Nursing care plan primary nursing diagnosis: Pain (acute) related to inflammation of the perirectal area.
Nursing care plan intervention and treatment plan
The abscess is incised and drained surgically. For patients with fistulas, fistulotomies are performed to destroy the internal opening (infective source) and establish adequate drainage. The wound is then allowed to heal by secondary intention. Frequently, this procedure requires incision of sphincter fibers. Fistulectomy may be necessary, which involves the excision of the entire fistulous tract.
Encourage the patient to urinate, but avoid catheterization and the use of suppositories. Postoperatively, a bulk laxative or stool softener is often prescribed on the day of the surgery. Intramuscular injections of analgesics are given to control pain.

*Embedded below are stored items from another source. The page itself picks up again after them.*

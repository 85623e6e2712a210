use crate::content::STATS;
use leptos::prelude::*;

/// Headline numbers band.
#[component]
pub fn Stats() -> impl IntoView {
    view! {
        <section class="stats">
            <div class="stats-grid">
                {STATS.iter().map(|stat| view! {
                    <div class="stat-card">
                        <div class="stat-number">{stat.value}</div>
                        <div class="stat-label">{stat.label}</div>
                    </div>
                }).collect::<Vec<_>>()}
            </div>
        </section>
    }
}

Assess the perirectal area hourly for bleeding for the first 12 to 24 hours postoperatively. When open fistula wounds are left, as in a fistulotomy, the anal canal may be packed lightly with oxidized cellulose. Encourage the patient to drink clear liquids after any nausea has passed. Once clear liquids have been taken without nausea or vomiting, remove the intravenous fluids, and encourage the patient to begin to drink a full liquid diet the day after surgery. From there, the patient can progress to a regular diet by the third day after surgery. The most common complications are incontinence (if sphincter fibers were incised during surgery) and hemorrhage.
Immediately following the procedure and before the patient enters the postanesthesia care unit, place a dry, sterile dressing on the surgical site. Provide sitz baths twice a day for comfort and cleanliness, and place a plastic inflatable doughnut on a chair or bed to ease the pain of sitting. As soon as the patient tolerates activity, encourage ambulation to limit postoperative complications.
Teach the patient how to keep the perianal area clean; teach the female patient to wipe the perineal area from front-to-back after a bowel movement in order to prevent genitourinary infection. Teach the patient about the need for a high-fiber diet that helps prevent hard stools and constipation. Explain how constipation can lead to straining that increases pressure at the incision site. Unless the patient is on fluid restriction, encourage him or her to drink at least 3 L of fluid a day.
Nursing care plan discharge and home health care guidelines
Teach female patients to wipe from front to back to avoid the contamination of the vagina or urethra with drainage from the perirectal area. Teach the patient to avoid using bar soap directly on the anus because it can cause irritation to the anal tissue. Teach patients to dilute the soap with water on a washcloth to cleanse the area. Explain the need to remain on a diet that will not cause physical trauma or irritation to the perirectal area. A diet high in fiber and fluids will help soften the stools, and bulk laxatives can help prevent straining. Emphasize to the patient the need to avoid spicy foods and hot peppers to decrease irritation to the perirectal area upon defecation. Teach the patient the purpose, dosage, schedule, precautions and potential side effects, interactions, and adverse reactions of all prescribed medications. Encourage the patient to complete the entire prescription of antibiotics that are prescribed.